Only one stretch of the data is wanted: the line containing "keeps its dot)", the line containing "for the first", and every line between them, copied exactly.

──────────

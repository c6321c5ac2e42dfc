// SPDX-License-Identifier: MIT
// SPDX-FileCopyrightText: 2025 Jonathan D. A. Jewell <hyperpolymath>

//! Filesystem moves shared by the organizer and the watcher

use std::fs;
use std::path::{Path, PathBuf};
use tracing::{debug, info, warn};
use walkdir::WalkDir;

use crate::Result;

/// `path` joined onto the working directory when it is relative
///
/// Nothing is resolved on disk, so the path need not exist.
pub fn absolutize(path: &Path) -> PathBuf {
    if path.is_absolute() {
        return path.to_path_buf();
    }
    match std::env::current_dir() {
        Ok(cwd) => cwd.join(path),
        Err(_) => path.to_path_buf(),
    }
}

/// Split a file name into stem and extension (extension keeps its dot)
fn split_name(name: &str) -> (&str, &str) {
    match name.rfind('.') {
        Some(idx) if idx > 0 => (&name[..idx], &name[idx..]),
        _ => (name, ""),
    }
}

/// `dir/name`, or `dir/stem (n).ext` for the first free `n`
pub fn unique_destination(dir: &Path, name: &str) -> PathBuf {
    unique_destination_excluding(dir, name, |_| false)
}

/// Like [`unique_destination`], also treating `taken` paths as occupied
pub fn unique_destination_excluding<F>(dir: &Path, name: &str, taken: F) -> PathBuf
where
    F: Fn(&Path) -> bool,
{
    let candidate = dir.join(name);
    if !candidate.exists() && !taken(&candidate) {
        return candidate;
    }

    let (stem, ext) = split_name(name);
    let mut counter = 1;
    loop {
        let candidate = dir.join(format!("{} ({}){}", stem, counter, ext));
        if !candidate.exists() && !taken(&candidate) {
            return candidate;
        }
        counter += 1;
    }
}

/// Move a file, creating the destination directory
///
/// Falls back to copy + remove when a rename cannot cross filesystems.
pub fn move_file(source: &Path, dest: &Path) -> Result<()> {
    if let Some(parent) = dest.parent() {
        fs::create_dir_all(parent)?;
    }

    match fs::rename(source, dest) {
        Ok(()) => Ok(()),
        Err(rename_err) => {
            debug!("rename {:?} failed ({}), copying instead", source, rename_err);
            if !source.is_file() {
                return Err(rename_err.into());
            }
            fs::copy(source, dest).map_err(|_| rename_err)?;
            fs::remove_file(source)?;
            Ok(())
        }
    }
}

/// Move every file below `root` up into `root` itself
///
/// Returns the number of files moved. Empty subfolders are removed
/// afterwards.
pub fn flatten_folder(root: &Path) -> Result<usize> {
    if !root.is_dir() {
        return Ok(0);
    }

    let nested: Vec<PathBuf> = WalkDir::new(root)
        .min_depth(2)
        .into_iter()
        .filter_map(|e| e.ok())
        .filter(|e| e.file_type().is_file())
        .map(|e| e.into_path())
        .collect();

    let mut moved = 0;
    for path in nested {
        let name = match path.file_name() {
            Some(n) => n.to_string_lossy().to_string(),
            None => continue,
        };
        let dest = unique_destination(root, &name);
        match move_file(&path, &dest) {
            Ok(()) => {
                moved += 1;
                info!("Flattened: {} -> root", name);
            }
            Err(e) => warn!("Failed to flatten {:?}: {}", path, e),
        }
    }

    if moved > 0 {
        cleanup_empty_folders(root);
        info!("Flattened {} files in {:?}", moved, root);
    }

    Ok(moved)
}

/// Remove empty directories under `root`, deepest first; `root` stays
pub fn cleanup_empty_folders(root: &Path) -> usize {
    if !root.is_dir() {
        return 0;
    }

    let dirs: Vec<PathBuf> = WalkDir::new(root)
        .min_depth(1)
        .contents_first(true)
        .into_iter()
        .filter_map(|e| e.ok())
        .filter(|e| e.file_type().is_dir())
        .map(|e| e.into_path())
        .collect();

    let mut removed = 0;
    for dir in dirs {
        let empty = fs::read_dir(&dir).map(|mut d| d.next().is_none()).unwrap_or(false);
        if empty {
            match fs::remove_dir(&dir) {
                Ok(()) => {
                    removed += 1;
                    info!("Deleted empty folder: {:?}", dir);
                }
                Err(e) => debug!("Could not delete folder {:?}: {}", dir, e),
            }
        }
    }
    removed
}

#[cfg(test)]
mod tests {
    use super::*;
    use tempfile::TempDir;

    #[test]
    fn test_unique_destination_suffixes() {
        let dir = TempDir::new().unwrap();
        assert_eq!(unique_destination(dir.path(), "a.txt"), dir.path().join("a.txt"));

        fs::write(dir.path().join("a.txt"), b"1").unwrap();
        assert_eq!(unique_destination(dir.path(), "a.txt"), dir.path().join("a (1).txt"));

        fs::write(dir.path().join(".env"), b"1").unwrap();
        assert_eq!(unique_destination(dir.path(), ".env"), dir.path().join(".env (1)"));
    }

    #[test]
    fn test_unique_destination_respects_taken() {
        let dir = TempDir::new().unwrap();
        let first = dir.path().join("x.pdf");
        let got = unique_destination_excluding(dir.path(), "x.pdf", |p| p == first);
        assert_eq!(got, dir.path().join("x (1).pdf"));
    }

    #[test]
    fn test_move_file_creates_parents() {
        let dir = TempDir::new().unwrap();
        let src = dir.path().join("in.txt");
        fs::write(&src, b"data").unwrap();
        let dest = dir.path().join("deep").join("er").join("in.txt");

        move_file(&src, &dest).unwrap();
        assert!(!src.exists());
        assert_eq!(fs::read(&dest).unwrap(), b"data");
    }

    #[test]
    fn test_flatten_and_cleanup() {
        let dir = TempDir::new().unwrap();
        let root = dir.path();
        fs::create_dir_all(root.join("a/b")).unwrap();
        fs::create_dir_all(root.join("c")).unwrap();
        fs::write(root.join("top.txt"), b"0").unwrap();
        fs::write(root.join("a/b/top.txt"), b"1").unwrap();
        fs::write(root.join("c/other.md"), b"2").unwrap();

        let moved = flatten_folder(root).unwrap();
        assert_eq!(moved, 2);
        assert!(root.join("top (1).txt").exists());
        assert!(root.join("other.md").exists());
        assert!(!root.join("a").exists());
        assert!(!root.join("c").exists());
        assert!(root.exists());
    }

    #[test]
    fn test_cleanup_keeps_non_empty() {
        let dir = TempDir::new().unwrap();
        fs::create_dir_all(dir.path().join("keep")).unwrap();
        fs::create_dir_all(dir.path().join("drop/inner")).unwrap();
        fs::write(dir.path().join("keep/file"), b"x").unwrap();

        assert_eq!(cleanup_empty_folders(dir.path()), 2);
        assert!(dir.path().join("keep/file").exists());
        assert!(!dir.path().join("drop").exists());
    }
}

──────────

_TASK RESPONSE_.
/// Split a file name into stem and extension (extension keeps its dot)
fn split_name(name: &str) -> (&str, &str) {
    match name.rfind('.') {
        Some(idx) if idx > 0 => (&name[..idx], &name[idx..]),
        _ => (name, ""),
    }
}

/// `dir/name`, or `dir/stem (n).ext` for the first free `n`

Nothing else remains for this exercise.